Di Irak, proyek Iran mengandalkan penguasaan institusi negara: parlemen, partai-partai politik, dan angkatan bersenjata dipaksa untuk menggabungkan milisi Iran. Jadi, situasinya memburuk dan orang-orang akkhirnya berinisiatif bangkit di Irak, bukan sebagai Sunni melawan Syiah, atau sebagai satu pihak melawan yang lain.
Pemberontakan itu tidak dipimpin oleh sisa-sisa Partai Baath yang berjaya di masa rezim Saddam Husein, tidak mengangkat bendera hitam ISIS, dan Amerika tidak berminat mendukungnya. Pemberontakan Irak adalah murni damai dan patriotik, meskipun media Iran berusaha menggambarkannya sebagai orang asing. Spektrumnya luas dan tuntutannya membantah tuduhan mereka.
Protes damai telah terjadi di Baghdad, Basra, Karbala, Najaf, dan bagian lain Irak. Sebagian besar daerah itu dipimpin gubernur dan memiliki penduduk mayoritas Syiah. Mereka menuntut diakhirinya korupsi, peningkatan kinerja pemerintah, serta penghapusan milisi bersenjata dan pengaruh Iran.
Mereka menyerukan kemerdekaan Irak dan identitasnya.
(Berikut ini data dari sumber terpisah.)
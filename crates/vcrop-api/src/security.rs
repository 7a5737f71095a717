//! Input sanitization for uploaded file names.
//!
//! Client-supplied names never reach the filesystem; only a vetted extension
//! is kept so FFprobe can use it as a container hint.

use std::sync::LazyLock;

use regex_lite::Regex;

/// Extensions are short alphanumeric tokens (mp4, mov, webm, ...).
static EXTENSION_PATTERN: LazyLock<Regex> =
    LazyLock::new(|| Regex::new(r"^[A-Za-z0-9]{1,10}$").expect("valid extension regex"));

/// File suffix (including the dot) to use for an upload, derived from the
/// client's original file name. Returns an empty string when the name has no
/// usable extension.
pub fn upload_suffix(original_name: Option<&str>) -> String {
    let Some(name) = original_name else {
        return String::new();
    };

    // Browsers on Windows may send full paths
    let base = name.rsplit(['/', '\\']).next().unwrap_or(name);

    match base.rsplit_once('.') {
        Some((stem, ext)) if !stem.is_empty() && EXTENSION_PATTERN.is_match(ext) => {
            format!(".{}", ext.to_ascii_lowercase())
        }
        _ => String::new(),
    }
}

/// Strip control characters and cap the length of a client-supplied name
/// before it is written to logs.
pub fn sanitize_for_log(input: &str) -> String {
    input
        .chars()
        .filter(|c| !c.is_control())
        .take(200)
        .collect()
}

#[cfg(test)]
mod tests {
    use super::*;

    #[test]
    fn test_upload_suffix() {
        assert_eq!(upload_suffix(Some("holiday.MP4")), ".mp4");
        assert_eq!(upload_suffix(Some("clip.final.webm")), ".webm");
        assert_eq!(upload_suffix(Some("C:\\Users\\me\\movie.mov")), ".mov");
        assert_eq!(upload_suffix(Some("../../etc/passwd")), "");
        assert_eq!(upload_suffix(Some(".hidden")), "");
        assert_eq!(upload_suffix(Some("evil.mp4;rm -rf")), "");
        assert_eq!(upload_suffix(Some("noext")), "");
        assert_eq!(upload_suffix(None), "");
    }

    #[test]
    fn test_sanitize_for_log() {
        assert_eq!(sanitize_for_log("a\nb\tc.mp4"), "abc.mp4");
        assert_eq!(sanitize_for_log(&"x".repeat(500)).len(), 200);
    }
}
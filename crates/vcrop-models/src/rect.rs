use schemars::JsonSchema;
use serde::{Deserialize, Serialize};

/// Pixel dimensions of the source media, as reported by the probe.
#[derive(Debug, Clone, Copy, PartialEq, Eq, Hash, Serialize, Deserialize, JsonSchema)]
pub struct SourceDimensions {
    /// Frame width in pixels
    pub width: u32,
    /// Frame height in pixels
    pub height: u32,
}

impl SourceDimensions {
    /// Create source dimensions without checking them.
    pub fn new(width: u32, height: u32) -> Self {
        Self { width, height }
    }

    /// Create source dimensions, rejecting a zero width or height.
    pub fn try_new(width: u32, height: u32) -> Option<Self> {
        (width > 0 && height > 0).then_some(Self { width, height })
    }
}

/// A crop rectangle as computed from a request, before validation.
///
/// Uses signed coordinates so that an edge crop removing more than the frame
/// can still be reported with its (negative) resulting size.
#[derive(Debug, Clone, Copy, PartialEq, Eq, Hash, Serialize, Deserialize, JsonSchema)]
pub struct CropRegion {
    /// X coordinate of the top-left corner
    pub x: i64,
    /// Y coordinate of the top-left corner
    pub y: i64,
    /// Width of the region
    pub width: i64,
    /// Height of the region
    pub height: i64,
}

impl CropRegion {
    pub fn new(x: i64, y: i64, width: i64, height: i64) -> Self {
        Self { x, y, width, height }
    }

    /// Horizontal extent (`x + width`), saturating instead of overflowing.
    pub fn right(&self) -> i64 {
        self.x.saturating_add(self.width)
    }

    /// Vertical extent (`y + height`), saturating instead of overflowing.
    pub fn bottom(&self) -> i64 {
        self.y.saturating_add(self.height)
    }

    /// True when the size is positive and the origin is non-negative.
    pub fn has_valid_shape(&self) -> bool {
        self.width > 0 && self.height > 0 && self.x >= 0 && self.y >= 0
    }

    /// True when the region lies entirely inside the source frame.
    /// Touching the right or bottom edge is allowed.
    pub fn fits_within(&self, source: SourceDimensions) -> bool {
        self.right() <= i64::from(source.width) && self.bottom() <= i64::from(source.height)
    }
}

/// A validated crop rectangle in pixel coordinates of the source frame.
///
/// Always satisfies `width > 0`, `height > 0`, `x + width <= source.width`
/// and `y + height <= source.height` for the source it was resolved against.
#[derive(Debug, Clone, Copy, PartialEq, Eq, Hash, Serialize, Deserialize, JsonSchema)]
pub struct CropRectangle {
    pub x: u32,
    pub y: u32,
    pub width: u32,
    pub height: u32,
}

impl CropRectangle {
    /// Whether the rectangle covers the whole source frame.
    pub fn is_full_frame(&self, source: SourceDimensions) -> bool {
        self.x == 0 && self.y == 0 && self.width == source.width && self.height == source.height
    }
}

impl From<CropRectangle> for CropRegion {
    fn from(rect: CropRectangle) -> Self {
        Self {
            x: i64::from(rect.x),
            y: i64::from(rect.y),
            width: i64::from(rect.width),
            height: i64::from(rect.height),
        }
    }
}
Tapi, Iran masih bersikeras mengancam akan menghancurkan segala sesuatu di atas kepala 30 juta warga Irak jika mereka menghalangi proyeknya untuk memerintah dan mengendalikan negara itu.
Di Lebanon, gerakan ini memiliki fitur serupa. Protes menentang korupsi, mafia politik, dan sektarianisme pemerintah. Protes besar-besaran tidak hanya terjadi di Beirut, tetapi juga Sunni Tripoli dan Syiah Nabatieh dan Baalbek.
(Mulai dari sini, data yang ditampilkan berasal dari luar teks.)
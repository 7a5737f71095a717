//! Shared data models for the VCrop backend.
//!
//! This crate provides:
//! - Crop request shapes (edge-based and region-based)
//! - Raw form field parsing into a typed crop request
//! - Crop rectangle resolution and validation against source dimensions
//! - Encoding configuration for the cropped output

pub mod encoding;
pub mod error;
pub mod rect;
pub mod request;
pub mod resolver;

// Re-export common types
pub use encoding::EncodingConfig;
pub use error::{ValidationError, ValidationErrorKind, ValidationResult};
pub use rect::{CropRectangle, CropRegion, SourceDimensions};
pub use request::{CropFields, CropRequest, EdgeCrop, RegionCrop};
pub use resolver::resolve;
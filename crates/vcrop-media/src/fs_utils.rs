//! Filesystem helpers for the upload and output directories.
//!
//! Crops are encoded in the upload directory and then moved into the served
//! output directory, which may live on a different filesystem.

use std::io::ErrorKind;
use std::path::Path;
use tokio::fs;

use crate::error::{MediaError, MediaResult};

/// Create a directory (and parents) if it does not exist yet.
pub async fn ensure_dir(dir: impl AsRef<Path>) -> MediaResult<()> {
    fs::create_dir_all(dir.as_ref()).await?;
    Ok(())
}

/// Remove a file, treating "already gone" as success.
///
/// Blocking so it can run from drop guards. Failures are logged and swallowed.
pub fn remove_if_exists_blocking(path: &Path) {
    match std::fs::remove_file(path) {
        Ok(()) => tracing::debug!("Removed {}", path.display()),
        Err(e) if e.kind() == ErrorKind::NotFound => {}
        Err(e) => tracing::warn!("Failed to remove {}: {}", path.display(), e),
    }
}

/// Move a file from `src` to `dst`, handling cross-device moves.
///
/// A plain rename is tried first. On EXDEV the file is copied next to `dst`
/// under a temporary name and renamed into place, so `dst` never appears
/// half-written, then `src` is deleted.
pub async fn move_file(src: impl AsRef<Path>, dst: impl AsRef<Path>) -> MediaResult<()> {
    let src = src.as_ref();
    let dst = dst.as_ref();

    if let Some(parent) = dst.parent() {
        if !parent.as_os_str().is_empty() {
            fs::create_dir_all(parent).await?;
        }
    }

    match fs::rename(src, dst).await {
        Ok(()) => Ok(()),
        Err(e) if is_cross_device_error(&e) => {
            tracing::debug!(
                "Cross-device rename detected, falling back to copy+delete: {} -> {}",
                src.display(),
                dst.display()
            );
            copy_and_delete(src, dst).await
        }
        Err(e) => Err(MediaError::from(e)),
    }
}

/// Check if an IO error is EXDEV (cross-device link).
fn is_cross_device_error(e: &std::io::Error) -> bool {
    // EXDEV is error code 18 on Linux/macOS
    e.raw_os_error() == Some(18)
}

async fn copy_and_delete(src: &Path, dst: &Path) -> MediaResult<()> {
    let tmp_dst = dst.with_extension("part");

    if let Err(e) = fs::copy(src, &tmp_dst).await {
        let _ = fs::remove_file(&tmp_dst).await;
        return Err(e.into());
    }

    if let Err(e) = fs::rename(&tmp_dst, dst).await {
        let _ = fs::remove_file(&tmp_dst).await;
        return Err(e.into());
    }

    if let Err(e) = fs::remove_file(src).await {
        tracing::warn!(
            "Failed to remove source file after cross-device move: {}: {}",
            src.display(),
            e
        );
    }

    Ok(())
}

/// Check that a directory exists and accepts new files.
pub async fn is_writable_dir(dir: impl AsRef<Path>) -> bool {
    let dir = dir.as_ref();
    match fs::metadata(dir).await {
        Ok(meta) if meta.is_dir() => {}
        _ => return false,
    }

    let probe = dir.join(format!(".vcrop-write-check-{}", std::process::id()));
    match fs::write(&probe, b"").await {
        Ok(()) => {
            let _ = fs::remove_file(&probe).await;
            true
        }
        Err(_) => false,
    }
}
Para pemrotes Kristen menuntut pemecatan para menteri Kristen yang korup. Sementara Sunni adalah yang pertama menuntut pengunduran diri PM Saad Hariri, dan banyak ulama Syiah menyatakan penolakan mereka terhadap Hizbullah.
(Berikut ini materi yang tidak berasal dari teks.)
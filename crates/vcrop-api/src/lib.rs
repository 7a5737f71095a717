//! Axum HTTP API server for video cropping.
//!
//! This crate provides:
//! - The multipart `/api/crop-video` endpoint
//! - Static serving of cropped outputs under `/output`
//! - Rate limiting and security headers
//! - Prometheus metrics

pub mod config;
pub mod error;
pub mod handlers;
pub mod metrics;
pub mod middleware;
pub mod output;
pub mod routes;
pub mod security;
pub mod state;
pub mod upload;

pub use config::ApiConfig;
pub use error::{ApiError, ApiResult};
pub use output::OutputStore;
pub use routes::create_router;
pub use state::AppState;
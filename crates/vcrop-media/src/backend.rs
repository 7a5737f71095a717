//! Media backend abstraction used by the HTTP layer.

use std::path::Path;

use async_trait::async_trait;
use vcrop_models::{CropRectangle, EncodingConfig};

use crate::command::FfmpegRunner;
use crate::crop::crop_video;
use crate::error::MediaResult;
use crate::probe::{probe_video, VideoInfo};
use crate::tools::MediaTools;

/// Probing and cropping operations the crop endpoint needs.
#[async_trait]
pub trait MediaBackend: Send + Sync {
    /// Read the stream information of an uploaded file.
    async fn probe(&self, input: &Path) -> MediaResult<VideoInfo>;

    /// Crop `input` to `rect`, writing an MP4 to `output`.
    async fn crop(
        &self,
        input: &Path,
        output: &Path,
        rect: &CropRectangle,
        info: &VideoInfo,
    ) -> MediaResult<()>;

    /// Verify that the backend is able to process requests.
    async fn check(&self) -> MediaResult<()>;
}

/// [`MediaBackend`] backed by the FFmpeg and FFprobe command-line tools.
#[derive(Debug, Clone)]
pub struct FfmpegBackend {
    tools: MediaTools,
    encoding: EncodingConfig,
    runner: FfmpegRunner,
}

impl FfmpegBackend {
    pub fn new(tools: MediaTools, encoding: EncodingConfig, timeout_secs: u64) -> Self {
        let runner = FfmpegRunner::new(tools.ffmpeg.clone()).with_timeout(timeout_secs);
        Self {
            tools,
            encoding,
            runner,
        }
    }

    pub fn tools(&self) -> &MediaTools {
        &self.tools
    }

    pub fn encoding(&self) -> &EncodingConfig {
        &self.encoding
    }
}

#[async_trait]
impl MediaBackend for FfmpegBackend {
    async fn probe(&self, input: &Path) -> MediaResult<VideoInfo> {
        probe_video(&self.tools.ffprobe, input).await
    }

    async fn crop(
        &self,
        input: &Path,
        output: &Path,
        rect: &CropRectangle,
        info: &VideoInfo,
    ) -> MediaResult<()> {
        crop_video(&self.runner, input, output, rect, &self.encoding, info.duration).await
    }

    async fn check(&self) -> MediaResult<()> {
        self.tools.check()
    }
}
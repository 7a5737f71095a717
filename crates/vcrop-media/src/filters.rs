//! FFmpeg video filter definitions.

use vcrop_models::CropRectangle;

/// Build the `crop` filter for a resolved rectangle (`crop=w:h:x:y`).
pub fn crop_filter(rect: &CropRectangle) -> String {
    format!("crop={}:{}:{}:{}", rect.width, rect.height, rect.x, rect.y)
}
Situasi ekonomi yang buruk telah membebani kesabaran orang dan membuat mereka memecah keheningan. “Kita tahu bahwa, dalam hal senjata, keseimbangan kekutan tidak berada di pihak para pemerotes. Tetapi tekad, tekad, dan dukungan publik bagi mereka yang besar akan membawa perubahan – atau setidaknya pesan mereka telah diterima,” tandas Al-Rashed.
Dari bencana politik di Irak dan Lebanon, penting bagi negara mayoritas Muslim lain khususnya, untuk senantiasa membunyikan alarm: tanda bahaya bagi geliat hegemoni kaum Syiah!